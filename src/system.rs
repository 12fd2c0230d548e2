use std::fs;
use std::path::Path;

use chrono::{DateTime, Utc};

use crate::backends::SyncError;
use crate::resource::Hook;
use crate::{hooks, permissions, utils};

/// Mode and modification time of an installed file.
#[derive(Debug, Clone, Copy, PartialEq, Eq)]
pub struct FileStat {
    pub mode: u32,
    pub modified: Option<DateTime<Utc>>,
}

/// OS services the worker relies on but does not implement itself.
pub trait System: Send {
    fn apply_permissions(
        &self,
        path: &Path,
        user: Option<&str>,
        group: Option<&str>,
        mode: u32,
    ) -> Result<(), SyncError>;

    fn run_command(&self, hook: &Hook, stage: &'static str) -> Result<(), SyncError>;

    /// `None` when nothing is installed at `path`.
    fn stat_existing(&self, path: &Path) -> Option<FileStat>;
}

/// The real operating system.
#[derive(Debug, Default, Clone, Copy)]
pub struct OsSystem;

impl System for OsSystem {
    fn apply_permissions(
        &self,
        path: &Path,
        user: Option<&str>,
        group: Option<&str>,
        mode: u32,
    ) -> Result<(), SyncError> {
        permissions::set_file_permissions(path, user, group, mode)
    }

    fn run_command(&self, hook: &Hook, stage: &'static str) -> Result<(), SyncError> {
        hooks::run_command(hook, stage)
    }

    fn stat_existing(&self, path: &Path) -> Option<FileStat> {
        let metadata = fs::metadata(path).ok()?;
        Some(FileStat {
            mode: permissions::file_mode(&metadata),
            modified: metadata.modified().ok().map(utils::to_utc),
        })
    }
}
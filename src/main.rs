use clap::Parser;
use log::{error, info};
use std::path::PathBuf;
use std::process;
use std::time::Duration;

use ironsync::config::{self, Defaults};
use ironsync::sync::DEFAULT_TICK;
use ironsync::Scheduler;

/// Command-line interface for ironsync
#[derive(Parser, Debug)]
#[command(name = "ironsync", version, about = "Mirror remote files onto the local filesystem")]
struct Cli {
    /// Connection definitions (TOML)
    #[arg(long, value_name = "FILE", default_value = "conn.toml")]
    connfile: PathBuf,

    /// Resource definitions (TOML)
    #[arg(long, value_name = "FILE", default_value = "res.toml")]
    resfile: PathBuf,

    /// Milliseconds between two scans of a connection's resources
    #[arg(long, value_name = "MS", default_value_t = DEFAULT_TICK.as_millis() as u64)]
    tick_ms: u64,

    /// Stage downloads in this directory instead of next to each target
    #[arg(long, value_name = "DIR")]
    staging_dir: Option<PathBuf>,

    /// Default seconds before retrying a failed resource
    #[arg(long, value_name = "SECS")]
    retry_interval: Option<u64>,
}

fn main() {
    // Initialize logging using env_logger and IRONSYNC_LOG
    env_logger::Builder::from_env(env_logger::Env::new().filter_or("IRONSYNC_LOG", "info")).init();

    let cli = Cli::parse();
    info!("ironsync {} starting", env!("CARGO_PKG_VERSION"));

    let mut defaults = Defaults {
        staging_dir: cli.staging_dir,
        ..Defaults::default()
    };
    if let Some(secs) = cli.retry_interval {
        defaults.retry_interval = Duration::from_secs(secs);
    }

    let connections = match config::load(&cli.connfile, &cli.resfile, &defaults) {
        Ok(connections) => connections,
        Err(e) => {
            error!("Invalid configuration: {e}");
            process::exit(1);
        }
    };

    let scheduler = match Scheduler::start(connections, Duration::from_millis(cli.tick_ms.max(1))) {
        Ok(scheduler) => scheduler,
        Err(e) => {
            error!("Failed to start workers: {e}");
            process::exit(1);
        }
    };
    if scheduler.is_empty() {
        error!("No connection has any resources");
        process::exit(1);
    }
    info!("Started {} connection worker(s)", scheduler.len());
    scheduler.wait();
}
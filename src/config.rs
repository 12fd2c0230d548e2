//! Loading of the connection and resource files.
//!
//! Both files are TOML. Every top-level table of the connection file is a
//! connection, keyed by its unique name; every top-level table of the resource
//! file is a resource, keyed by its absolute install path. Tables keep their
//! file order, which is also the order workers poll resources in.

use std::fs;
use std::path::{Path, PathBuf};
use std::time::Duration;

use serde::Deserialize;

use crate::backends::dropbox::DropboxSettings;
use crate::backends::ftp::{FtpSettings, DEFAULT_FTP_PORT};
use crate::backends::http::GistSettings;
use crate::backends::sftp::{SshSettings, DEFAULT_MAX_PACKET_SIZE, DEFAULT_SSH_PORT};
use crate::backends::SyncError;
use crate::connection::{Connection, ConnectionKind};
use crate::resource::{Hook, Resource, DEFAULT_INTERVAL, DEFAULT_RETRY_INTERVAL};
use crate::utils::to_utc;

/// Configuration problems. All of them stop the process before it starts.
#[derive(Debug, thiserror::Error)]
pub enum ConfigError {
    #[error("{path:?}: {source}")]
    Read {
        path: PathBuf,
        #[source]
        source: std::io::Error,
    },
    #[error("{origin}: {source}")]
    Parse {
        origin: String,
        #[source]
        source: toml::de::Error,
    },
    #[error("{origin}: No connections defined")]
    NoConnections { origin: String },
    #[error("{origin}: Section {section} missing {field}")]
    Missing {
        origin: String,
        section: String,
        field: &'static str,
    },
    #[error("{origin}: Section {section} invalid type {kind}")]
    InvalidType {
        origin: String,
        section: String,
        kind: String,
    },
    #[error("{origin}: Section {section} invalid connection {connection}")]
    UnknownConnection {
        origin: String,
        section: String,
        connection: String,
    },
    #[error("{origin}: Section {section} invalid perms {perms}")]
    InvalidPerms {
        origin: String,
        section: String,
        perms: String,
    },
    #[error("{origin}: Section {section}: {reason}")]
    Invalid {
        origin: String,
        section: String,
        reason: String,
    },
    #[error("{origin}: Section {section}: {source}")]
    Backend {
        origin: String,
        section: String,
        #[source]
        source: SyncError,
    },
}

/// Values used when the files leave a setting out.
#[derive(Debug, Clone)]
pub struct Defaults {
    pub timeout: Duration,
    pub max_packet_size: usize,
    pub ssh_port: u16,
    pub ftp_port: u16,
    pub interval: Duration,
    pub retry_interval: Duration,
    pub hook_timeout: Duration,
    /// Where downloads are staged; next to each target when unset.
    pub staging_dir: Option<PathBuf>,
}

impl Default for Defaults {
    fn default() -> Self {
        Self {
            timeout: Duration::from_secs(30),
            max_packet_size: DEFAULT_MAX_PACKET_SIZE,
            ssh_port: DEFAULT_SSH_PORT,
            ftp_port: DEFAULT_FTP_PORT,
            interval: DEFAULT_INTERVAL,
            retry_interval: DEFAULT_RETRY_INTERVAL,
            hook_timeout: Duration::from_secs(30),
            staging_dir: None,
        }
    }
}

#[derive(Debug, Deserialize)]
#[serde(deny_unknown_fields)]
struct ConnectionEntry {
    #[serde(rename = "type")]
    kind: Option<String>,
    url: Option<String>,
    timeout: Option<u64>,
    persistent: Option<bool>,
    hostname: Option<String>,
    port: Option<u16>,
    auth_username: Option<String>,
    auth_password: Option<String>,
    private_key: Option<PathBuf>,
    max_packet_size: Option<usize>,
    dropbox_token: Option<String>,
    api_url: Option<String>,
    content_url: Option<String>,
    gist_id: Option<String>,
    gist_username: Option<String>,
    github_token: Option<String>,
}

#[derive(Debug, Deserialize)]
#[serde(deny_unknown_fields)]
struct ResourceEntry {
    connection: Option<String>,
    remote_path: Option<String>,
    interval: Option<u64>,
    retry_interval: Option<u64>,
    user: Option<String>,
    group: Option<String>,
    /// Octal text such as "0644"; bare integers are rejected.
    perms: Option<String>,
    pre_update_command: Option<String>,
    pre_update_timeout: Option<u64>,
    post_update_command: Option<String>,
    post_update_timeout: Option<u64>,
    gist_id: Option<String>,
    github_username: Option<String>,
    github_token: Option<String>,
}

fn parse_table(source: &str, origin: &str) -> Result<toml::Table, ConfigError> {
    source.parse::<toml::Table>().map_err(|source| ConfigError::Parse {
        origin: origin.to_string(),
        source,
    })
}

fn decode<T: serde::de::DeserializeOwned>(value: toml::Value, origin: &str) -> Result<T, ConfigError> {
    value.try_into().map_err(|source| ConfigError::Parse {
        origin: origin.to_string(),
        source,
    })
}

fn secs(value: Option<u64>, default: Duration) -> Duration {
    value.map(Duration::from_secs).unwrap_or(default)
}

fn build_connection(
    name: &str,
    entry: ConnectionEntry,
    origin: &str,
    defaults: &Defaults,
) -> Result<Connection, ConfigError> {
    let missing = |field| ConfigError::Missing {
        origin: origin.to_string(),
        section: name.to_string(),
        field,
    };
    let backend = |source| ConfigError::Backend {
        origin: origin.to_string(),
        section: name.to_string(),
        source,
    };
    let timeout = secs(entry.timeout, defaults.timeout);
    let persistent = entry.persistent.unwrap_or(false);

    let kind = entry.kind.ok_or_else(|| missing("type"))?;
    let connection = match kind.as_str() {
        "http" => {
            let url = entry.url.ok_or_else(|| missing("url"))?;
            Connection::http(name, url, timeout).map_err(backend)?
        }
        "gist" => {
            let gist_id = entry.gist_id.ok_or_else(|| missing("gist_id"))?;
            let username = entry.gist_username.ok_or_else(|| missing("gist_username"))?;
            let mut settings = GistSettings::new(gist_id, username);
            if let Some(url) = entry.url {
                settings.url = url;
            }
            settings.token = entry.github_token;
            Connection::gist(name, settings, timeout).map_err(backend)?
        }
        "sftp" => {
            let hostname = entry.hostname.ok_or_else(|| missing("hostname"))?;
            let username = entry.auth_username.ok_or_else(|| missing("auth_username"))?;
            let mut settings = SshSettings::new(hostname, username, timeout);
            settings.port = entry.port.unwrap_or(defaults.ssh_port);
            settings.password = entry.auth_password;
            settings.private_key = entry.private_key;
            settings.max_packet_size = entry.max_packet_size.unwrap_or(defaults.max_packet_size);
            settings.persistent = persistent;
            Connection::sftp(name, settings)
        }
        "ftp" => {
            let hostname = entry.hostname.ok_or_else(|| missing("hostname"))?;
            let username = entry.auth_username.ok_or_else(|| missing("auth_username"))?;
            let password = entry.auth_password.ok_or_else(|| missing("auth_password"))?;
            let mut settings = FtpSettings::new(hostname, username, password, timeout);
            settings.port = entry.port.unwrap_or(defaults.ftp_port);
            settings.persistent = persistent;
            Connection::ftp(name, settings)
        }
        "dropbox" => {
            let token = entry.dropbox_token.ok_or_else(|| missing("dropbox_token"))?;
            let mut settings = DropboxSettings::new(token, timeout);
            if let Some(url) = entry.api_url {
                settings.api_url = url;
            }
            if let Some(url) = entry.content_url {
                settings.content_url = url;
            }
            Connection::dropbox(name, settings).map_err(backend)?
        }
        _ => {
            return Err(ConfigError::InvalidType {
                origin: origin.to_string(),
                section: name.to_string(),
                kind: kind.clone(),
            })
        }
    };

    Ok(match &defaults.staging_dir {
        Some(dir) => connection.with_staging_dir(dir),
        None => connection,
    })
}

/// Build the connections described by a connection file.
pub fn parse_connections(
    source: &str,
    origin: &str,
    defaults: &Defaults,
) -> Result<Vec<Connection>, ConfigError> {
    let mut connections = Vec::new();
    for (name, value) in parse_table(source, origin)? {
        if name.trim().is_empty() {
            return Err(ConfigError::Invalid {
                origin: origin.to_string(),
                section: format!("{name:?}"),
                reason: "empty connection name".into(),
            });
        }
        let entry: ConnectionEntry = decode(value, origin)?;
        connections.push(build_connection(&name, entry, origin, defaults)?);
    }
    if connections.is_empty() {
        return Err(ConfigError::NoConnections {
            origin: origin.to_string(),
        });
    }
    Ok(connections)
}

fn parse_perms(perms: &str, origin: &str, section: &str) -> Result<u32, ConfigError> {
    let invalid = || ConfigError::InvalidPerms {
        origin: origin.to_string(),
        section: section.to_string(),
        perms: perms.to_string(),
    };
    let digits = perms.trim().trim_start_matches("0o");
    match u32::from_str_radix(digits, 8) {
        Ok(mode) if mode <= 0o7777 => Ok(mode),
        _ => Err(invalid()),
    }
}

fn build_resource(
    section: &str,
    entry: ResourceEntry,
    kind: ConnectionKind,
    origin: &str,
    defaults: &Defaults,
) -> Result<Resource, ConfigError> {
    let path = PathBuf::from(section);
    if !path.is_absolute() {
        return Err(ConfigError::Invalid {
            origin: origin.to_string(),
            section: section.to_string(),
            reason: "resource path must be absolute".into(),
        });
    }

    let mut resource = Resource::new(path);
    // Resume conditional fetching from what is already installed.
    if let Ok(metadata) = fs::metadata(&resource.path) {
        resource.last_modified_time = metadata.modified().ok().map(to_utc);
    }

    match entry.remote_path {
        Some(remote_path) => resource.remote_path = remote_path,
        None if kind == ConnectionKind::Http => {}
        None => {
            return Err(ConfigError::Missing {
                origin: origin.to_string(),
                section: section.to_string(),
                field: "remote_path",
            })
        }
    }

    resource.interval = secs(entry.interval, defaults.interval);
    resource.retry_interval = secs(entry.retry_interval, defaults.retry_interval);
    resource.user = entry.user;
    resource.group = entry.group;
    if let Some(perms) = entry.perms {
        resource.perms = parse_perms(&perms, origin, section)?;
    }
    resource.pre_update = entry.pre_update_command.map(|command| Hook {
        command,
        timeout: secs(entry.pre_update_timeout, defaults.hook_timeout),
    });
    resource.post_update = entry.post_update_command.map(|command| Hook {
        command,
        timeout: secs(entry.post_update_timeout, defaults.hook_timeout),
    });
    resource.gist_id = entry.gist_id;
    resource.github_username = entry.github_username;
    resource.github_token = entry.github_token;

    Ok(resource)
}

/// Attach the resources of a resource file to their connections.
pub fn parse_resources(
    source: &str,
    origin: &str,
    connections: &mut [Connection],
    defaults: &Defaults,
) -> Result<(), ConfigError> {
    for (section, value) in parse_table(source, origin)? {
        let entry: ResourceEntry = decode(value, origin)?;
        let name = entry.connection.clone().ok_or_else(|| ConfigError::Missing {
            origin: origin.to_string(),
            section: section.clone(),
            field: "connection",
        })?;
        let connection = connections
            .iter_mut()
            .find(|c| c.name == name)
            .ok_or_else(|| ConfigError::UnknownConnection {
                origin: origin.to_string(),
                section: section.clone(),
                connection: name.clone(),
            })?;
        let resource = build_resource(&section, entry, connection.kind, origin, defaults)?;
        connection.add_resource(resource);
    }
    Ok(())
}

fn read(path: &Path) -> Result<String, ConfigError> {
    fs::read_to_string(path).map_err(|source| ConfigError::Read {
        path: path.to_path_buf(),
        source,
    })
}

/// Load both files and return the fully wired connections.
pub fn load(
    conn_file: &Path,
    res_file: &Path,
    defaults: &Defaults,
) -> Result<Vec<Connection>, ConfigError> {
    let conn_origin = conn_file.display().to_string();
    let mut connections = parse_connections(&read(conn_file)?, &conn_origin, defaults)?;
    let res_origin = res_file.display().to_string();
    parse_resources(&read(res_file)?, &res_origin, &mut connections, defaults)?;
    Ok(connections)
}
use super::{require_discount, LedgerStore};
use crate::{
    error::{LedgerError, LedgerResult},
    model::Player,
    types::Amount,
};
use rusqlite::{params, OptionalExtension, Row};

fn player_from_row(row: &Row<'_>) -> rusqlite::Result<Player> {
    Ok(Player {
        player_id: row.get(0)?,
        discount: row.get(1)?,
        predeposit: row.get(2)?,
        credit: row.get(3)?,
        today_recharge_total: row.get(4)?,
        month_recharge_total: row.get(5)?,
        account_balance: row.get(6)?,
    })
}

const PLAYER_COLUMNS: &str = "player_id, discount, predeposit, credit, \
     today_recharge_total, month_recharge_total, account_balance";

impl LedgerStore {
    // ── Player ────────────────────────────────────────────────────

    pub fn add_player(&self, p: &Player) -> LedgerResult<()> {
        require_discount(p.discount)?;
        if self.player(&p.player_id)?.is_some() {
            return Err(LedgerError::DuplicateKey {
                entity: "player",
                id: p.player_id.clone(),
            });
        }
        self.conn.execute(
            "INSERT INTO player (player_id, discount, predeposit, credit,
                 today_recharge_total, month_recharge_total, account_balance)
             VALUES (?1, ?2, ?3, ?4, ?5, ?6, ?7)",
            params![
                p.player_id,
                p.discount,
                p.predeposit,
                p.credit,
                p.today_recharge_total,
                p.month_recharge_total,
                p.account_balance,
            ],
        )?;
        log::debug!("player '{}' added (discount {})", p.player_id, p.discount);
        Ok(())
    }

    /// Replace the record keyed by `p.player_id`.
    pub fn update_player(&self, p: &Player) -> LedgerResult<()> {
        require_discount(p.discount)?;
        let changed = self.conn.execute(
            "UPDATE player SET discount = ?2, predeposit = ?3, credit = ?4,
                 today_recharge_total = ?5, month_recharge_total = ?6,
                 account_balance = ?7
             WHERE player_id = ?1",
            params![
                p.player_id,
                p.discount,
                p.predeposit,
                p.credit,
                p.today_recharge_total,
                p.month_recharge_total,
                p.account_balance,
            ],
        )?;
        if changed == 0 {
            return Err(LedgerError::NotFound {
                entity: "player",
                id: p.player_id.clone(),
            });
        }
        Ok(())
    }

    /// Remove the player record. Transaction history referencing the id is
    /// kept — the books stay append-only.
    pub fn delete_player(&self, player_id: &str) -> LedgerResult<()> {
        let changed = self
            .conn
            .execute("DELETE FROM player WHERE player_id = ?1", params![player_id])?;
        if changed == 0 {
            return Err(LedgerError::NotFound {
                entity: "player",
                id: player_id.to_string(),
            });
        }
        log::debug!("player '{player_id}' deleted");
        Ok(())
    }

    /// All players, insertion-ordered, as an owned snapshot.
    pub fn players(&self) -> LedgerResult<Vec<Player>> {
        let mut stmt = self.conn.prepare(&format!(
            "SELECT {PLAYER_COLUMNS} FROM player ORDER BY rowid ASC"
        ))?;
        let rows = stmt.query_map([], player_from_row)?;
        rows.collect::<Result<Vec<_>, _>>().map_err(Into::into)
    }

    pub fn player(&self, player_id: &str) -> LedgerResult<Option<Player>> {
        self.conn
            .query_row(
                &format!("SELECT {PLAYER_COLUMNS} FROM player WHERE player_id = ?1"),
                params![player_id],
                player_from_row,
            )
            .optional()
            .map_err(Into::into)
    }

    /// The account-balance delta implied by the player's full recharge and
    /// settlement history, assuming a zero opening balance. Used to detect
    /// drift between the stored balance and the books.
    pub fn derived_balance(&self, player_id: &str) -> LedgerResult<Amount> {
        if self.player(player_id)?.is_none() {
            return Err(LedgerError::NotFound {
                entity: "player",
                id: player_id.to_string(),
            });
        }
        let delta: f64 = self.conn.query_row(
            "SELECT COALESCE((SELECT SUM(amount) FROM recharge
                              WHERE player_id = ?1), 0.0)
                  - COALESCE((SELECT SUM(player_settlement
                                         - CASE WHEN transfer_to_predeposit = 1
                                                THEN transfer_amount ELSE 0.0 END)
                              FROM settlement WHERE player_id = ?1), 0.0)",
            params![player_id],
            |row| row.get(0),
        )?;
        Ok(delta)
    }

    pub(crate) fn require_player(&self, field: &'static str, player_id: &str) -> LedgerResult<Player> {
        self.player(player_id)?.ok_or(LedgerError::InvalidReference {
            entity: "player",
            field,
            id: player_id.to_string(),
        })
    }
}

.....

◆ TASK: Using the records above, gather all lines where the string "long" is present.

◆ REPLY TO THE TASK:
    #[arg(long, value_name = "FILE", default_value = "conn.toml")]
    #[arg(long, value_name = "FILE", default_value = "res.toml")]
    #[arg(long, value_name = "MS", default_value_t = DEFAULT_TICK.as_millis() as u64)]
    #[arg(long, value_name = "DIR")]
    #[arg(long, value_name = "SECS")]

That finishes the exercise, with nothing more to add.